The construction of nitrogen-containing compounds has become a significant challenge in modern synthetic chemistry. Aziridines, a type of nitrogen-containing compound, exhibit unique biological activities.
Due to their potential pharmacological activities, there is increasing interest in developing new synthetic methodologies for the production of aziridines from bioactive natural products.
Current strategies for olefin aziridination require pre-functionalized amination reagents, stoichiometric oxidants, and transition-metal catalysts, limiting their potential applications and overall efficiency.
In the past two decades, electrochemistry has provided sustainable approaches for olefin aziridination.
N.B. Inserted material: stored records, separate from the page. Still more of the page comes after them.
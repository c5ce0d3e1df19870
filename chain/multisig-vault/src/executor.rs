//! Transfer executor: settlement of approved proposals
//!
//! Validates the caller, the proposal state, the requested asset and
//! recipient, the price gate and the vault balance, and only then moves
//! funds and marks the proposal `Executed`. Any failure leaves balances and
//! status untouched, so the call can be retried later (e.g. with a fresher
//! quote or after a deposit).

use multisig_types::ids::{MintId, SignerId};
use multisig_types::proposal::{Asset, Proposal, ProposalStatus, TransferType};
use multisig_types::vault::VaultConfig;

use crate::custody::{Custody, Holder};
use crate::errors::VaultError;
use crate::oracle::PriceOracle;
use crate::price_gate;

/// Asset path chosen by the caller.
#[derive(Debug, Clone, Copy, PartialEq, Eq)]
pub enum ExecutionPath<'a> {
    Native,
    Token(&'a MintId),
}

impl ExecutionPath<'_> {
    fn asset(&self) -> Asset {
        match self {
            ExecutionPath::Native => Asset::Native,
            ExecutionPath::Token(mint) => Asset::Token((*mint).clone()),
        }
    }
}

/// What an execution moved.
#[derive(Debug, Clone, PartialEq, Eq)]
pub struct Settlement {
    pub asset: Asset,
    pub amount: u64,
    pub recipient: SignerId,
}

/// Execute a native-coin proposal.
pub fn execute_native<C, O>(
    custody: &mut C,
    oracle: &O,
    vault: &VaultConfig,
    proposal: &mut Proposal,
    executor: SignerId,
    recipient: SignerId,
) -> Result<Settlement, VaultError>
where
    C: Custody + ?Sized,
    O: PriceOracle + ?Sized,
{
    execute(custody, oracle, vault, proposal, executor, recipient, ExecutionPath::Native)
}

/// Execute a fungible-token proposal for `mint`.
pub fn execute_token<C, O>(
    custody: &mut C,
    oracle: &O,
    vault: &VaultConfig,
    proposal: &mut Proposal,
    executor: SignerId,
    recipient: SignerId,
    mint: &MintId,
) -> Result<Settlement, VaultError>
where
    C: Custody + ?Sized,
    O: PriceOracle + ?Sized,
{
    execute(
        custody,
        oracle,
        vault,
        proposal,
        executor,
        recipient,
        ExecutionPath::Token(mint),
    )
}

fn execute<C, O>(
    custody: &mut C,
    oracle: &O,
    vault: &VaultConfig,
    proposal: &mut Proposal,
    executor: SignerId,
    recipient: SignerId,
    path: ExecutionPath<'_>,
) -> Result<Settlement, VaultError>
where
    C: Custody + ?Sized,
    O: PriceOracle + ?Sized,
{
    if !vault.is_signer(&executor) {
        return Err(VaultError::UnauthorizedSigner);
    }

    if proposal.status != ProposalStatus::Approved {
        return Err(VaultError::ProposalNotActive);
    }

    let asset = match (&proposal.transfer_type, path) {
        (TransferType::NativeCoin, ExecutionPath::Native) => Asset::Native,
        (TransferType::FungibleToken { mint }, ExecutionPath::Token(requested))
            if mint == requested =>
        {
            Asset::Token(mint.clone())
        }
        (transfer_type, path) => {
            return Err(VaultError::AssetMismatch {
                expected: transfer_type.asset(),
                actual: path.asset(),
            });
        }
    };

    if recipient != proposal.recipient {
        return Err(VaultError::RecipientMismatch);
    }

    let quote = proposal
        .price_condition
        .as_ref()
        .and_then(|condition| oracle.latest_quote(&condition.feed_id));
    price_gate::evaluate(proposal.price_condition.as_ref(), quote.as_ref())?;

    let available = custody.balance(&Holder::Vault(vault.vault_id), &asset);
    if available < proposal.amount {
        return Err(VaultError::InsufficientBalance {
            required: proposal.amount,
            available,
        });
    }

    let next = proposal.status.transition(ProposalStatus::Executed)?;
    custody.transfer(&vault.vault_id, &recipient, &asset, proposal.amount)?;
    proposal.status = next;

    Ok(Settlement {
        asset,
        amount: proposal.amount,
        recipient,
    })
}
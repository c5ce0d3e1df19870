//! Ledger storage seam
//!
//! Vault configurations are keyed by vault address and proposals by
//! `(vault, proposal_id)`. Writes made by one engine operation are applied
//! together; the engine never leaves a vault counter advanced without the
//! matching proposal.

use multisig_types::ids::VaultId;
use multisig_types::proposal::Proposal;
use multisig_types::vault::VaultConfig;
use std::collections::{BTreeMap, HashMap};

/// Persistent storage for vaults and proposals.
pub trait LedgerStore {
    fn vault(&self, id: &VaultId) -> Option<VaultConfig>;

    fn put_vault(&mut self, vault: VaultConfig);

    fn proposal(&self, vault: &VaultId, proposal_id: u64) -> Option<Proposal>;

    fn put_proposal(&mut self, proposal: Proposal);

    /// All proposals of a vault ordered by id.
    fn proposals_for(&self, vault: &VaultId) -> Vec<Proposal>;

    /// Persist a new proposal together with the vault whose counter issued
    /// its id.
    fn commit_proposal(&mut self, vault: VaultConfig, proposal: Proposal) {
        self.put_vault(vault);
        self.put_proposal(proposal);
    }
}

/// HashMap/BTreeMap backed store.
#[derive(Debug, Clone, Default)]
pub struct InMemoryLedger {
    vaults: HashMap<VaultId, VaultConfig>,
    proposals: BTreeMap<(VaultId, u64), Proposal>,
}

impl InMemoryLedger {
    pub fn new() -> Self {
        Self::default()
    }

    pub fn vault_count(&self) -> usize {
        self.vaults.len()
    }

    pub fn proposal_count(&self) -> usize {
        self.proposals.len()
    }
}

impl LedgerStore for InMemoryLedger {
    fn vault(&self, id: &VaultId) -> Option<VaultConfig> {
        self.vaults.get(id).cloned()
    }

    fn put_vault(&mut self, vault: VaultConfig) {
        self.vaults.insert(vault.vault_id, vault);
    }

    fn proposal(&self, vault: &VaultId, proposal_id: u64) -> Option<Proposal> {
        self.proposals.get(&(*vault, proposal_id)).cloned()
    }

    fn put_proposal(&mut self, proposal: Proposal) {
        self.proposals
            .insert((proposal.vault, proposal.proposal_id), proposal);
    }

    fn proposals_for(&self, vault: &VaultId) -> Vec<Proposal> {
        self.proposals
            .range((*vault, 0)..=(*vault, u64::MAX))
            .map(|(_, p)| p.clone())
            .collect()
    }
}
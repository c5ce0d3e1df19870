//! Engine error types
//!
//! Every failure carries an explicit kind so callers can assert on the
//! precise cause. All checks run before any mutation.

use multisig_types::errors::{TransitionError, VoteSetError};
use multisig_types::proposal::Asset;
use thiserror::Error;

/// Taxonomy bucket of a [`VaultError`].
#[derive(Debug, Clone, Copy, PartialEq, Eq)]
pub enum ErrorCategory {
    Validation,
    Authorization,
    State,
    Funds,
    Oracle,
    Lookup,
}

/// Vault engine errors
#[derive(Error, Debug, Clone, PartialEq)]
pub enum VaultError {
    #[error("Threshold must be > 0 and <= number of signers")]
    InvalidThreshold,

    #[error("Number of signers exceeds maximum of {max}")]
    TooManySigners { max: usize },

    #[error("Duplicate signer in list")]
    DuplicateSigner,

    #[error("Description too long: {len} bytes, maximum {max}")]
    DescriptionTooLong { len: usize, max: usize },

    #[error("Proposal amount must be positive")]
    InvalidAmount,

    #[error("Signer is not authorized for this vault")]
    UnauthorizedSigner,

    #[error("Only the proposer can cancel")]
    NotProposer,

    #[error("Proposal is not in a state that allows this operation")]
    ProposalNotActive,

    #[error("Signer has already voted on this proposal")]
    AlreadyVoted,

    #[error("Insufficient vault balance: required {required}, available {available}")]
    InsufficientBalance { required: u64, available: u64 },

    #[error("Asset mismatch: proposal moves {expected}, request names {actual}")]
    AssetMismatch { expected: Asset, actual: Asset },

    #[error("Recipient does not match the proposal recipient")]
    RecipientMismatch,

    #[error("Price condition not met")]
    PriceConditionNotMet,

    #[error("Price feed is stale")]
    StalePriceFeed,

    #[error("Vault not found: {vault}")]
    VaultNotFound { vault: String },

    #[error("Vault already exists: {vault}")]
    VaultAlreadyExists { vault: String },

    #[error("Proposal not found: vault {vault}, id {proposal_id}")]
    ProposalNotFound { vault: String, proposal_id: u64 },

    #[error("Arithmetic overflow")]
    Overflow,

    #[error("{0}")]
    InvalidTransition(#[from] TransitionError),
}

impl VaultError {
    pub fn category(&self) -> ErrorCategory {
        match self {
            VaultError::InvalidThreshold
            | VaultError::TooManySigners { .. }
            | VaultError::DuplicateSigner
            | VaultError::DescriptionTooLong { .. }
            | VaultError::InvalidAmount => ErrorCategory::Validation,
            VaultError::UnauthorizedSigner
            | VaultError::NotProposer
            | VaultError::RecipientMismatch => ErrorCategory::Authorization,
            VaultError::ProposalNotActive
            | VaultError::AlreadyVoted
            | VaultError::InvalidTransition(_) => ErrorCategory::State,
            VaultError::InsufficientBalance { .. }
            | VaultError::AssetMismatch { .. }
            | VaultError::Overflow => ErrorCategory::Funds,
            VaultError::PriceConditionNotMet | VaultError::StalePriceFeed => {
                ErrorCategory::Oracle
            }
            VaultError::VaultNotFound { .. }
            | VaultError::VaultAlreadyExists { .. }
            | VaultError::ProposalNotFound { .. } => ErrorCategory::Lookup,
        }
    }

    /// Short, stable name of the error kind, used as a log field.
    pub fn kind(&self) -> &'static str {
        match self {
            VaultError::InvalidThreshold => "InvalidThreshold",
            VaultError::TooManySigners { .. } => "TooManySigners",
            VaultError::DuplicateSigner => "DuplicateSigner",
            VaultError::DescriptionTooLong { .. } => "DescriptionTooLong",
            VaultError::InvalidAmount => "InvalidAmount",
            VaultError::UnauthorizedSigner => "UnauthorizedSigner",
            VaultError::NotProposer => "NotProposer",
            VaultError::ProposalNotActive => "ProposalNotActive",
            VaultError::AlreadyVoted => "AlreadyVoted",
            VaultError::InsufficientBalance { .. } => "InsufficientBalance",
            VaultError::AssetMismatch { .. } => "AssetMismatch",
            VaultError::RecipientMismatch => "RecipientMismatch",
            VaultError::PriceConditionNotMet => "PriceConditionNotMet",
            VaultError::StalePriceFeed => "StalePriceFeed",
            VaultError::VaultNotFound { .. } => "VaultNotFound",
            VaultError::VaultAlreadyExists { .. } => "VaultAlreadyExists",
            VaultError::ProposalNotFound { .. } => "ProposalNotFound",
            VaultError::Overflow => "Overflow",
            VaultError::InvalidTransition(_) => "InvalidTransition",
        }
    }
}

impl From<VoteSetError> for VaultError {
    fn from(err: VoteSetError) -> Self {
        match err {
            VoteSetError::Duplicate => VaultError::AlreadyVoted,
            VoteSetError::Full { .. } => VaultError::Overflow,
        }
    }
}

/// Price gate verdicts other than `Ok`
#[derive(Error, Debug, Clone, Copy, PartialEq, Eq)]
pub enum PriceGateError {
    #[error("Price condition not met")]
    ConditionNotMet,

    #[error("Price feed is stale")]
    Stale,
}

impl From<PriceGateError> for VaultError {
    fn from(err: PriceGateError) -> Self {
        match err {
            PriceGateError::ConditionNotMet => VaultError::PriceConditionNotMet,
            PriceGateError::Stale => VaultError::StalePriceFeed,
        }
    }
}

/// Custody primitive errors
#[derive(Error, Debug, Clone, PartialEq, Eq)]
pub enum CustodyError {
    #[error("Insufficient balance for {asset}: required {required}, available {available}")]
    InsufficientBalance {
        asset: Asset,
        required: u64,
        available: u64,
    },

    #[error("Arithmetic overflow in balance calculation")]
    Overflow,
}

impl From<CustodyError> for VaultError {
    fn from(err: CustodyError) -> Self {
        match err {
            CustodyError::InsufficientBalance {
                required,
                available,
                ..
            } => VaultError::InsufficientBalance {
                required,
                available,
            },
            CustodyError::Overflow => VaultError::Overflow,
        }
    }
}

/// Configuration errors
#[derive(Error, Debug, Clone, PartialEq)]
pub enum ConfigError {
    #[error("max_signers must be between 1 and {cap}, got {value}")]
    MaxSignersOutOfRange { value: usize, cap: usize },

    #[error("max_description_len must be between 1 and {cap}, got {value}")]
    DescriptionLimitOutOfRange { value: usize, cap: usize },

    #[error("Malformed configuration: {0}")]
    Malformed(String),
}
However, these methods have been limited to specific substrates, making it challenging to modify natural products. Overcoming the incompatible reactivity of unactivated olefins and amination reagents has been a major obstacle in this field.
Building on previous research, Aiwen Lei and colleagues from the Institute of Advanced Studies at Wuhan University proposed a novel approach to achieve olefin aziridination through radical/radical cation cross-coupling. By simultaneously oxidizing alkenes and amination reagents, radical species can cross-couple and eliminate the need for catalysts and extra-oxidants.
This method demonstrates excellent compatibility with various bioactive molecules and shows promise in anticancer activity and synthetic transformation of aziridines. It offers a new synthetic strategy for olefin aziridination and provides an alternative approach to discovering new drug candidates.